## Description of the task
Within the listing below, how many lines hold the string "Deserialize"? Only the number is wanted.

= Beginning of Section =

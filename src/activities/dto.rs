use std::collections::BTreeMap;

use serde::{Deserialize, Serialize};
use time::OffsetDateTime;
use uuid::Uuid;

use super::repo_types::Activity;

#[derive(Debug, Deserialize)]
pub struct RecordActivityRequest {
    #[serde(rename = "type")]
    pub kind: String,
    pub title: String,
    /// Display name; defaults to the caller's username.
    pub user: Option<String>,
    #[serde(default = "default_status")]
    pub status: String,
    #[serde(default, with = "time::serde::rfc3339::option")]
    pub timestamp: Option<OffsetDateTime>,
}

fn default_status() -> String {
    "success".into()
}

#[derive(Debug, Clone, Serialize)]
pub struct ActivityView {
    pub id: Uuid,
    #[serde(rename = "type")]
    pub kind: String,
    pub title: String,
    pub user: String,
    pub status: String,
    #[serde(with = "time::serde::rfc3339")]
    pub timestamp: OffsetDateTime,
}

impl From<Activity> for ActivityView {
    fn from(a: Activity) -> Self {
        Self {
            id: a.id,
            kind: a.kind,
            title: a.title,
            user: a.user_name,
            status: a.status,
            timestamp: a.timestamp,
        }
    }
}

/// Dashboard cards for the caller's projects.
#[derive(Debug, Clone, Serialize)]
#[serde(rename_all = "camelCase")]
pub struct DashboardMetrics {
    pub total_projects: usize,
    pub team_members: usize,
    pub total_work_items: usize,
    /// Keyed by status label, every status present even when zero.
    pub work_items_by_status: BTreeMap<String, usize>,
}
use axum::{
    extract::State,
    http::StatusCode,
    routing::{delete, get, post},
    Router,
};
use tracing::instrument;
use uuid::Uuid;

use super::{
    dto::{AddMemberRequest, CreateProjectRequest, ProjectView},
    services,
};
use crate::{
    auth::AuthUser,
    error::AppError,
    extract::{Json, Path},
    state::AppState,
};

pub fn project_routes() -> Router<AppState> {
    Router::new()
        .route("/projects", get(list_projects).post(create_project))
        .route("/projects/:project_id", get(get_project))
        .route("/projects/:project_id/members", post(add_member))
        .route(
            "/projects/:project_id/members/:member_id",
            delete(remove_member),
        )
}

#[instrument(skip(state))]
pub async fn list_projects(
    State(state): State<AppState>,
    caller: AuthUser,
) -> Result<Json<Vec<ProjectView>>, AppError> {
    let store = state.store.as_ref();
    let projects = services::list_my_projects(store, &caller).await?;
    Ok(Json(services::render_many(store, projects).await?))
}

#[instrument(skip(state, payload))]
pub async fn create_project(
    State(state): State<AppState>,
    caller: AuthUser,
    Json(payload): Json<CreateProjectRequest>,
) -> Result<(StatusCode, Json<ProjectView>), AppError> {
    let store = state.store.as_ref();
    let project =
        services::create_project(store, &caller, &payload.name, &payload.description).await?;
    Ok((StatusCode::CREATED, Json(services::render(store, project).await?)))
}

#[instrument(skip(state))]
pub async fn get_project(
    State(state): State<AppState>,
    caller: AuthUser,
    Path(project_id): Path<Uuid>,
) -> Result<Json<ProjectView>, AppError> {
    let store = state.store.as_ref();
    let project = services::get_project(store, &caller, project_id).await?;
    Ok(Json(services::render(store, project).await?))
}

#[instrument(skip(state, payload))]
pub async fn add_member(
    State(state): State<AppState>,
    caller: AuthUser,
    Path(project_id): Path<Uuid>,
    Json(payload): Json<AddMemberRequest>,
) -> Result<Json<ProjectView>, AppError> {
    let store = state.store.as_ref();
    let project = services::add_member(store, &caller, project_id, &payload.email).await?;
    Ok(Json(services::render(store, project).await?))
}

#[instrument(skip(state))]
pub async fn remove_member(
    State(state): State<AppState>,
    caller: AuthUser,
    Path((project_id, member_id)): Path<(Uuid, Uuid)>,
) -> Result<Json<ProjectView>, AppError> {
    let store = state.store.as_ref();
    let project = services::remove_member(store, &caller, project_id, member_id).await?;
    Ok(Json(services::render(store, project).await?))
}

= End of Section =

## Exercise response
2